Kürzlich verkündete das staatliche schwedische Bergbauunternehmen LKAB einen Superfund: In der nordschwedischen Stadt Kiruna wurden mehr als eine Million Tonnen Seltene Erden gefunden.

Die Lagerstätte mit dem Namen Per Geijer befindet sich im schwedischen Teil des Polarkreises, der schon seit mehreren Jahrzehnten für seinen Reichtum an Seltenen Erden bekannt ist. Der Bergbaukonzern LKAB betreibt bereits die größte Eisenerzmine in Europa.

Seltene Erden, auch bekannt als Seltenerdmetalle oder Seltenerdoxide, sind eine Gruppe von 17 Schwermetallen, die von besonderer Bedeutung bei der Herstellung von erneuerbaren Energien sowie für Umwelttechnologien und klimaneutrale Produktion sind. Sie werden unter anderem für die Herstellung von Windturbinen und Elektrofahrzeugen benötigt.

Trotz ihres Namens sind Seltene Erden in vielen Teilen der Welt reichlich vorhanden. Abbau und Gewinnung sind allerdings komplex und kostspielig - und auch umweltschädlich.

Import aus China

Obwohl die EU in hohem Maße abhängig von diesen Rohstoffen ist, werden seltene Erden in Europa derzeit weder gefördert noch auf industriellem Niveau verarbeitet. Bisher wurden die Rohstoffe aus China importiert.

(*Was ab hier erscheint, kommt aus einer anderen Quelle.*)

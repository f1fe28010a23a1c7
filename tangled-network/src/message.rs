// src/message.rs

//! The top-level wire frame exchanged between peers.
//!
//! A [`Packet`] is whatever a single frame on the wire carries: a step of
//! the handshake, a gossiped tangle message, or a request/response.

use serde::{Deserialize, Serialize};
use tangled_core::types::Address;
use tangled_core::Message as TangleMessage;

use crate::request::Request;

/// One frame's worth of protocol content
#[derive(Clone, Debug, Serialize, Deserialize)]
#[serde(tag = "kind", rename_all = "snake_case")]
pub enum Packet {
    /// First half of a handshake: a random challenge to sign
    HandshakeChallenge {
        /// Random nonce the peer must sign to prove key ownership
        challenge: String,
    },
    /// Second half of a handshake: proof of identity plus listen port
    HandshakeResponse {
        /// Address of the responding node
        node_id: Address,
        /// The challenge being answered
        challenge: String,
        /// Signature over `challenge` by `node_id`
        signature: String,
        /// Port the responder accepts inbound connections on
        listen_port: u16,
    },
    /// A tangle message being gossiped to the network
    Gossip {
        /// The gossiped message
        msg: TangleMessage,
    },
    /// A request, or a previously-sent request now carrying a response
    Request {
        /// The request envelope
        request: Request,
    },
}

impl Packet {
    /// Short name for logging
    pub fn kind_name(&self) -> &'static str {
        match self {
            Packet::HandshakeChallenge { .. } => "handshake_challenge",
            Packet::HandshakeResponse { .. } => "handshake_response",
            Packet::Gossip { .. } => "gossip",
            Packet::Request { .. } => "request",
        }
    }
}

#[cfg(test)]
mod tests {
    use super::*;

    #[test]
    fn test_kind_name() {
        let packet = Packet::HandshakeChallenge {
            challenge: "c".to_string(),
        };
        assert_eq!(packet.kind_name(), "handshake_challenge");
    }

    #[test]
    fn test_gossip_roundtrip_through_json() {
        let packet = Packet::Gossip {
            msg: TangleMessage::genesis(),
        };
        let json = serde_json::to_string(&packet).unwrap();
        let decoded: Packet = serde_json::from_str(&json).unwrap();
        assert_eq!(decoded.kind_name(), "gossip");
    }
}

China verfügt über die bei weitem größten Seltene-Erden-Reserven der Welt, gefolgt von Vietnam, Brasilien und Russland (siehe Grafik). Auch bei der Veredelung und Verarbeitung von Seltenen Erden liegt China an erster Stelle.

Nach Angaben des US Geological Survey entfielen im Januar 2022 mehr als 60 Prozent der gesamten Seltenen Erden-Produktion auf China, gefolgt von den USA (16 Prozent), Myanmar (neun Prozent) und Australien (acht Prozent).

Noch ein Superlativ?

"Der Fund ist eine gute Nachricht für Europa und das Klima", erklärte LKAB-Exekutivdirektor Jan Moström. Laut Schätzung des Unternehmens ist der Fund einer der größten seiner Art in Europa und könnte zu einem wichtigen Baustein für die klimaneutrale Produktion in der EU werden.

Geographin Julie Klinger ist skeptisch. "Jedes Mal, wenn neue Seltene-Erden-Vorkommen angekündigt werden, werden Superlative bemüht. Deshalb ist es wichtig, sich die Daten genau anzusehen", sagte die Professorin für Geographie an der Universität von Delaware der DW.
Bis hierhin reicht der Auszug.